(Collected data)
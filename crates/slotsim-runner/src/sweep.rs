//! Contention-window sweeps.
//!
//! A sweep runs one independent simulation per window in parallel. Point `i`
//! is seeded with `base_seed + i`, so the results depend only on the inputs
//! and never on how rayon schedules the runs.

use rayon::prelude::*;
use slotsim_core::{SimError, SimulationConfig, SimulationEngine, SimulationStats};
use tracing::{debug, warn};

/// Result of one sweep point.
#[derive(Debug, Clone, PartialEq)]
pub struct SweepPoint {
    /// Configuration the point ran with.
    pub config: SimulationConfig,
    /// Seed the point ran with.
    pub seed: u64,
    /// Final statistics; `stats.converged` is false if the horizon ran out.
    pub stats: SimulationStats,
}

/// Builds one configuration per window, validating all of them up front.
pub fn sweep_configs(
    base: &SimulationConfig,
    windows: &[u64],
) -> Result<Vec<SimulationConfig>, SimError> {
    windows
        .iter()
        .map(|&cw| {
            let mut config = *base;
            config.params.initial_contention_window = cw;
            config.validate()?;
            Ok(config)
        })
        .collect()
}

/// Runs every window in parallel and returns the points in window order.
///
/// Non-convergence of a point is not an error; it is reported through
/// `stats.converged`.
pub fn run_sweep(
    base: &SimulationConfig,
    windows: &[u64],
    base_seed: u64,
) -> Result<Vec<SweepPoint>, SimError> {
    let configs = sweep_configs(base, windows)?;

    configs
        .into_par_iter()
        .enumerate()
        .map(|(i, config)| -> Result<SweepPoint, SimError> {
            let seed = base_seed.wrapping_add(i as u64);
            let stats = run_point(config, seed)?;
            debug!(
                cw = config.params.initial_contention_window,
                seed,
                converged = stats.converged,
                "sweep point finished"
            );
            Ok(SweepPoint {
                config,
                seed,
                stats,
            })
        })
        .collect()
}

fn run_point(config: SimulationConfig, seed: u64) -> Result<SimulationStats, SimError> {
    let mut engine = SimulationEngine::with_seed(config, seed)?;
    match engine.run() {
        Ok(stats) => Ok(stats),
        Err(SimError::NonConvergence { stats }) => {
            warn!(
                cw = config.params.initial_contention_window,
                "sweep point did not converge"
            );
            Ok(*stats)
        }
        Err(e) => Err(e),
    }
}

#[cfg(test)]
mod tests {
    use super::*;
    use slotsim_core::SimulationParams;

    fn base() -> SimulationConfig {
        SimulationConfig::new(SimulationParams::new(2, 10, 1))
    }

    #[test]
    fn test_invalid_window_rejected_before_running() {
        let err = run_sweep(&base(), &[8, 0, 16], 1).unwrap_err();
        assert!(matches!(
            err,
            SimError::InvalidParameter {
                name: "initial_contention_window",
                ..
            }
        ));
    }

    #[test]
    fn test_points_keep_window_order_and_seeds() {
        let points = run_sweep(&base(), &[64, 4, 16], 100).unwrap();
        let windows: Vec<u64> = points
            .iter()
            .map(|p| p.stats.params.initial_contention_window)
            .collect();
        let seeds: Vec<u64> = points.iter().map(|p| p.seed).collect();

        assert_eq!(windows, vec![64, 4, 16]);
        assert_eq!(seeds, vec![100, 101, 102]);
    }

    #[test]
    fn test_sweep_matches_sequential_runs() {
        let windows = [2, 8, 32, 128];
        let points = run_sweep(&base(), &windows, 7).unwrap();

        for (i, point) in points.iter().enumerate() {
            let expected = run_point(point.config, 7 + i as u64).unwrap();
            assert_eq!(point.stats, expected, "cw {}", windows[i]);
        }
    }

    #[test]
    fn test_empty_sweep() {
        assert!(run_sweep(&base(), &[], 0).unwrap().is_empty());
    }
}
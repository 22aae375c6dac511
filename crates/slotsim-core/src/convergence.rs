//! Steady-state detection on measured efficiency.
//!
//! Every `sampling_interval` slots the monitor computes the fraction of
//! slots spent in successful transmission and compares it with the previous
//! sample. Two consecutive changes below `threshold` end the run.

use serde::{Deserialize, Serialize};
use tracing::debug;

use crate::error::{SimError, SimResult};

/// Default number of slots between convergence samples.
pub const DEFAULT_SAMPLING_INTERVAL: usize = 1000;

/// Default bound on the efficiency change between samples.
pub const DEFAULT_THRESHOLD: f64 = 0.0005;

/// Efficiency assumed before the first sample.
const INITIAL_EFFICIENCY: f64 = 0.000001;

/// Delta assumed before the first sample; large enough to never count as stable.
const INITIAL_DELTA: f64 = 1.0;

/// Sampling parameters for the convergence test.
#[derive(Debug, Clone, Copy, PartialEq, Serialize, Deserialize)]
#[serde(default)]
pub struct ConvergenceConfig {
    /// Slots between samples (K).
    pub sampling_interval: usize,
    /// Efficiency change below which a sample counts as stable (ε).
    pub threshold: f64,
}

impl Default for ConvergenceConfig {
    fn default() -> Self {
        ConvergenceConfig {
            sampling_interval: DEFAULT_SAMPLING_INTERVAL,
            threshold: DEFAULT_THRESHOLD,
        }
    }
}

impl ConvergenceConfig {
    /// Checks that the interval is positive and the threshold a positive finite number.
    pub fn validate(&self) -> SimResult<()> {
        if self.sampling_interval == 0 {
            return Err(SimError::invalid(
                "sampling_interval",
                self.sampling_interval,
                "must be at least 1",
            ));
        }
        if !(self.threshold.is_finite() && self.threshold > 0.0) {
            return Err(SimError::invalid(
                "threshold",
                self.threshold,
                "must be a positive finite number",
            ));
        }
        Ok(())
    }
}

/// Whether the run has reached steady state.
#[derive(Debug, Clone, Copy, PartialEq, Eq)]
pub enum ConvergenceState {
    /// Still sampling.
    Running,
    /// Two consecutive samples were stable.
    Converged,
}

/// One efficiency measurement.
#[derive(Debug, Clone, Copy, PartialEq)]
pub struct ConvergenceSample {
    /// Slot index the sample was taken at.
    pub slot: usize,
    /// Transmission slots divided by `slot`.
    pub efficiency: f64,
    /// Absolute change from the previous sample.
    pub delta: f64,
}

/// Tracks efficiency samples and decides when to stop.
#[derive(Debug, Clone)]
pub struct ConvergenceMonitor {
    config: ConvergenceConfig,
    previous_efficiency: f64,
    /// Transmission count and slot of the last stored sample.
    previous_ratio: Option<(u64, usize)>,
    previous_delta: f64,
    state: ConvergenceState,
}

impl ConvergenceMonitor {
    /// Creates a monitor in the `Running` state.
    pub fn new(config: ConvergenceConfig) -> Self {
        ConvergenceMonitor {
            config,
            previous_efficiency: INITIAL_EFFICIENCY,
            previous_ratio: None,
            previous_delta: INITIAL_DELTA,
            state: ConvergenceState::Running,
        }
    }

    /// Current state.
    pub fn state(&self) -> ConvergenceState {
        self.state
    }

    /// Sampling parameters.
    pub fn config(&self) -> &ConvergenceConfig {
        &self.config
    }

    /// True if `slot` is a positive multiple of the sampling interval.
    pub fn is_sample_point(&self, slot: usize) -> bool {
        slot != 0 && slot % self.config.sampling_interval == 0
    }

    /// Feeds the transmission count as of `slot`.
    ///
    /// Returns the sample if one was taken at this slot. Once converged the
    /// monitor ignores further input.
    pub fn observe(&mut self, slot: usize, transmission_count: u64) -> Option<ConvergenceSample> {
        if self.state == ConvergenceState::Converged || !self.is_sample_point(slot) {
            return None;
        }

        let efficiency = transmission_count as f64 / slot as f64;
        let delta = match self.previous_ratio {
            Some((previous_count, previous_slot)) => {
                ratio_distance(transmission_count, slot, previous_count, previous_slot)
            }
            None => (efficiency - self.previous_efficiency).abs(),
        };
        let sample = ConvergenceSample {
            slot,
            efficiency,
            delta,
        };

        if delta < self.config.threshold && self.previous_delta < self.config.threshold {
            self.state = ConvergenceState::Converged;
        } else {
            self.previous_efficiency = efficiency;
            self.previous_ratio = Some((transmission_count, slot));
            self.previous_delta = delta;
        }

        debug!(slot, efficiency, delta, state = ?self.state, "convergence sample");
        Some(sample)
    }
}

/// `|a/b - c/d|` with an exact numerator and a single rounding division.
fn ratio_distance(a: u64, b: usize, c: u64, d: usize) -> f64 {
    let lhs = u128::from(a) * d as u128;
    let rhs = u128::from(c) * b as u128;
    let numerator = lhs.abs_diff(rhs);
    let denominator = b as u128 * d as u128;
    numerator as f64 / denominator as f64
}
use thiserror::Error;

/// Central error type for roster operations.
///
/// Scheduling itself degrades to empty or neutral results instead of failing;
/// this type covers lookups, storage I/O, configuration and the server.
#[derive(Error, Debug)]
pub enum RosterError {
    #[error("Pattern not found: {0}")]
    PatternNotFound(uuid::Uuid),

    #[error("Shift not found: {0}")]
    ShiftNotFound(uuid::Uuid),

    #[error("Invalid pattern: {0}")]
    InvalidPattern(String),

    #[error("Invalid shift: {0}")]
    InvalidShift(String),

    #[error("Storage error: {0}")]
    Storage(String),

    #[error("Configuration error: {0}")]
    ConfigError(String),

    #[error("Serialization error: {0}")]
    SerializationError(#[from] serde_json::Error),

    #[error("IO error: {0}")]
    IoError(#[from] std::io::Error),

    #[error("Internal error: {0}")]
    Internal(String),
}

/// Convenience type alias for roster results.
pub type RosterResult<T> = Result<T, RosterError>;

==

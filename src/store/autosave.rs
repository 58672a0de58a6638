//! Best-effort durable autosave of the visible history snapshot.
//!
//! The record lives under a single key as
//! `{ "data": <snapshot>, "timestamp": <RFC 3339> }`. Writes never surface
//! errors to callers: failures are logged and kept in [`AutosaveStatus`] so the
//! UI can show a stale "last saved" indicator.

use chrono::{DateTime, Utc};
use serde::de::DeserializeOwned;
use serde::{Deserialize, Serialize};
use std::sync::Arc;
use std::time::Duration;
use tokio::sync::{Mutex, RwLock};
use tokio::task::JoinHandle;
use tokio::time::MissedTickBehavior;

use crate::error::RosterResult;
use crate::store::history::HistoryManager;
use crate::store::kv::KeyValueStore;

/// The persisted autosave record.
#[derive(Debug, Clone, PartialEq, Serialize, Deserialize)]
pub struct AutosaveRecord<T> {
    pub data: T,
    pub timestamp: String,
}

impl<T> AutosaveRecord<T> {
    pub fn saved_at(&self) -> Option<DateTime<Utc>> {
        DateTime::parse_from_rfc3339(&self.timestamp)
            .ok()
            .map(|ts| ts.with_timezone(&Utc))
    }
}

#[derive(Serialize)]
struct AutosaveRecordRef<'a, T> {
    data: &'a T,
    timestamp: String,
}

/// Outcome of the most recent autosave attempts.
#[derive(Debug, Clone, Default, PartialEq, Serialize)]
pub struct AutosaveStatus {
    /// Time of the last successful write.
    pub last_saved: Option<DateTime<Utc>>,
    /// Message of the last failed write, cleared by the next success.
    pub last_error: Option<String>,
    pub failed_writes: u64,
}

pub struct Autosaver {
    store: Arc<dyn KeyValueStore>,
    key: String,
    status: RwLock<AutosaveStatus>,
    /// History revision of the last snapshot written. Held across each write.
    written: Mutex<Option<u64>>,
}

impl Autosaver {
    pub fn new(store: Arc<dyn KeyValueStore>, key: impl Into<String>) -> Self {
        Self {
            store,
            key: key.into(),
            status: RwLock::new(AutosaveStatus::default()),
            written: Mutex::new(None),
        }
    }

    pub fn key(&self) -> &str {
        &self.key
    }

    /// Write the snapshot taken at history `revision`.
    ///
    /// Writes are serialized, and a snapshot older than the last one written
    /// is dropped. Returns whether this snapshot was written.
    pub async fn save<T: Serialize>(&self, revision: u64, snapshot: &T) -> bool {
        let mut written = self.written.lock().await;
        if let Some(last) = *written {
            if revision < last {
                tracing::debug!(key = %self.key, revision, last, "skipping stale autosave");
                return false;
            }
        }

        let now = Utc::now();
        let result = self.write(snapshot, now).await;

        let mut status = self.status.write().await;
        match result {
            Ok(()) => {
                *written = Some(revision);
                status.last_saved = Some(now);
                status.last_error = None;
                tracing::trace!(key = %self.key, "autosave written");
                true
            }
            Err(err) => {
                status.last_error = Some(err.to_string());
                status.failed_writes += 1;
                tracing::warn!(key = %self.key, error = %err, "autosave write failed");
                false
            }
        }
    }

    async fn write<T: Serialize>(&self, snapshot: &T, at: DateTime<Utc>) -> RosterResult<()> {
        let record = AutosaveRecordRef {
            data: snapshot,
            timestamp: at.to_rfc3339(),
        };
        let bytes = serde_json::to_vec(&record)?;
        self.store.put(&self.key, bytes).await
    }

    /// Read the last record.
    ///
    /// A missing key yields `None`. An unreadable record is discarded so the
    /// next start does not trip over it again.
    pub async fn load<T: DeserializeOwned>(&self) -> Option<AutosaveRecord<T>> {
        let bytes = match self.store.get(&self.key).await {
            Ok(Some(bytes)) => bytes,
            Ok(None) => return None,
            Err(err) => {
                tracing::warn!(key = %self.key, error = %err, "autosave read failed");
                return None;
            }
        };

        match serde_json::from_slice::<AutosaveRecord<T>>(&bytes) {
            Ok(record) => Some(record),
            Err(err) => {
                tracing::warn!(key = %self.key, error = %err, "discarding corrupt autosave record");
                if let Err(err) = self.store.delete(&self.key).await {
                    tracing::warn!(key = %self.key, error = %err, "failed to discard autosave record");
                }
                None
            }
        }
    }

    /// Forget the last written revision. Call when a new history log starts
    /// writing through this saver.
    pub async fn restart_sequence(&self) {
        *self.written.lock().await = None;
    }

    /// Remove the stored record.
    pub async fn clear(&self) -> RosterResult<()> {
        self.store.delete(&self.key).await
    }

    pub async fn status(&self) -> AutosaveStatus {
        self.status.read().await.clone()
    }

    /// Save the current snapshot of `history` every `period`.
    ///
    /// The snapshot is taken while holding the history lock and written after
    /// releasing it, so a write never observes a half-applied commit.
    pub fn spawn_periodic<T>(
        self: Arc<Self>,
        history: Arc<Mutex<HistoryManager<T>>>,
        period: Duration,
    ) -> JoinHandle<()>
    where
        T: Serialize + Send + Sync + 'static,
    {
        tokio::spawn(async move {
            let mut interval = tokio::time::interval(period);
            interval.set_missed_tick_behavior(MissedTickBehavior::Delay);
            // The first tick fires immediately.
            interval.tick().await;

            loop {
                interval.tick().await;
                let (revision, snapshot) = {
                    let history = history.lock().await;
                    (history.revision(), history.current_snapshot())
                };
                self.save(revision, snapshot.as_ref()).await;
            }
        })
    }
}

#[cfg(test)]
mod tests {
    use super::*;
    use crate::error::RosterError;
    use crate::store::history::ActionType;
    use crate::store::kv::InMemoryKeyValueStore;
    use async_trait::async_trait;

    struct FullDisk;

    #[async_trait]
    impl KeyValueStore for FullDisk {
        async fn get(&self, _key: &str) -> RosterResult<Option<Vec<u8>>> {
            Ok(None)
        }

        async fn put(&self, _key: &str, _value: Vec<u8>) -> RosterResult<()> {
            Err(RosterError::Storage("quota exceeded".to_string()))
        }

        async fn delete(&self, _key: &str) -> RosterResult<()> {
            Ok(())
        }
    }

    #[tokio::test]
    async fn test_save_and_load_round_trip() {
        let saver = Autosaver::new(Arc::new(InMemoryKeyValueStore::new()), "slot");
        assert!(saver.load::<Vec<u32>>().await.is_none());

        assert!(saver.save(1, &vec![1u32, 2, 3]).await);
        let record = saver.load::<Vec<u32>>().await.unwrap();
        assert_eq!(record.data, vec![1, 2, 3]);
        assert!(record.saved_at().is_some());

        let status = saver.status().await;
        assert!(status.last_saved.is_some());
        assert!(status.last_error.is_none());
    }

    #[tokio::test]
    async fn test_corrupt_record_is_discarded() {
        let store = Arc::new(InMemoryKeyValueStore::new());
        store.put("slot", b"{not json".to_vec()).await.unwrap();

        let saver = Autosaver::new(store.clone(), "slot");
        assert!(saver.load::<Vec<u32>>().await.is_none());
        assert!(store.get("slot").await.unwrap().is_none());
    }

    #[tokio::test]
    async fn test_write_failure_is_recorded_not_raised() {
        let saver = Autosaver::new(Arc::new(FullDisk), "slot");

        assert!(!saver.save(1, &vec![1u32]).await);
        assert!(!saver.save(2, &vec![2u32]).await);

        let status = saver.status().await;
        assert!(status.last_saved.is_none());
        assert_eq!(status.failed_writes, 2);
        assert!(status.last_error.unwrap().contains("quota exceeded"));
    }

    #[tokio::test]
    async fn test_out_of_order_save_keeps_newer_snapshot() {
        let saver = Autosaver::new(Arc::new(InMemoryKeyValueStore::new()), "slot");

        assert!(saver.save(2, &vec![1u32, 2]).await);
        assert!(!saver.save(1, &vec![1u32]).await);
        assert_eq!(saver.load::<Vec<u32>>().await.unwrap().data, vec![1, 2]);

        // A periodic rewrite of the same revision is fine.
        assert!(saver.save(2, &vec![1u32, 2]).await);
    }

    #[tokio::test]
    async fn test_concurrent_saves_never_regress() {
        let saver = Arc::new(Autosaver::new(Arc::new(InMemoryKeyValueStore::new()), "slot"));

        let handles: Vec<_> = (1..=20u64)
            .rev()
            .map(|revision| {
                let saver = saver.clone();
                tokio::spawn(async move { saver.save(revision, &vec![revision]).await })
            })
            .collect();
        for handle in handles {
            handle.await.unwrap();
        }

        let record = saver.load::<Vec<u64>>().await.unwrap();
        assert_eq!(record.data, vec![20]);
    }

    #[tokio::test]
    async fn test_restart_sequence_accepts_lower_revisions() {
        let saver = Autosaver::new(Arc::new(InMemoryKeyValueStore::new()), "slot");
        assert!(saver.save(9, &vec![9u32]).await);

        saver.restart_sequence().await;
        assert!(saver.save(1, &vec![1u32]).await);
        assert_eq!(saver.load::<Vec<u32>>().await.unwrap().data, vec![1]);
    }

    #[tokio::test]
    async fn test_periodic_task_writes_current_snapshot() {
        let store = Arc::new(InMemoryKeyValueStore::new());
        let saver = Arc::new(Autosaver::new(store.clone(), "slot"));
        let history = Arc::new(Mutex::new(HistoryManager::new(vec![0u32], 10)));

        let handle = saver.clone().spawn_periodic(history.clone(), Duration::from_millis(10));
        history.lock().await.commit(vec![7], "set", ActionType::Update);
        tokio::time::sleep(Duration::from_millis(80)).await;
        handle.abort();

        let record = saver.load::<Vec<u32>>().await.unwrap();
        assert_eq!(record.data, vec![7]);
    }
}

==

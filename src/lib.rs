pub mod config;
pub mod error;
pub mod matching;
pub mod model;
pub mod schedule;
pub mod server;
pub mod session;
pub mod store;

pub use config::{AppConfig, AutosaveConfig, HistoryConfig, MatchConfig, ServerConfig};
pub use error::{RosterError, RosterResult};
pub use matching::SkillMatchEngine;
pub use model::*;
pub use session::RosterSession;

§ **Work order**:
Of the lines above, retype only those from the line containing "filename crates/slotsim-runner/src/sweep.rs" through the line containing "fn run_point(config: SimulationConfig, seed: u64)", including both, exactly.

§ **Reply to the task**:
filename crates/slotsim-runner/src/sweep.rs
//! Contention-window sweeps.
//!
//! A sweep runs one independent simulation per window in parallel. Point `i`
//! is seeded with `base_seed + i`, so the results depend only on the inputs
//! and never on how rayon schedules the runs.

use rayon::prelude::*;
use slotsim_core::{SimError, SimulationConfig, SimulationEngine, SimulationStats};
use tracing::{debug, warn};

/// Result of one sweep point.
#[derive(Debug, Clone, PartialEq)]
pub struct SweepPoint {
    /// Configuration the point ran with.
    pub config: SimulationConfig,
    /// Seed the point ran with.
    pub seed: u64,
    /// Final statistics; `stats.converged` is false if the horizon ran out.
    pub stats: SimulationStats,
}

/// Builds one configuration per window, validating all of them up front.
pub fn sweep_configs(
    base: &SimulationConfig,
    windows: &[u64],
) -> Result<Vec<SimulationConfig>, SimError> {
    windows
        .iter()
        .map(|&cw| {
            let mut config = *base;
            config.params.initial_contention_window = cw;
            config.validate()?;
            Ok(config)
        })
        .collect()
}

/// Runs every window in parallel and returns the points in window order.
///
/// Non-convergence of a point is not an error; it is reported through
/// `stats.converged`.
pub fn run_sweep(
    base: &SimulationConfig,
    windows: &[u64],
    base_seed: u64,
) -> Result<Vec<SweepPoint>, SimError> {
    let configs = sweep_configs(base, windows)?;

    configs
        .into_par_iter()
        .enumerate()
        .map(|(i, config)| -> Result<SweepPoint, SimError> {
            let seed = base_seed.wrapping_add(i as u64);
            let stats = run_point(config, seed)?;
            debug!(
                cw = config.params.initial_contention_window,
                seed,
                converged = stats.converged,
                "sweep point finished"
            );
            Ok(SweepPoint {
                config,
                seed,
                stats,
            })
        })
        .collect()
}

fn run_point(config: SimulationConfig, seed: u64) -> Result<SimulationStats, SimError> {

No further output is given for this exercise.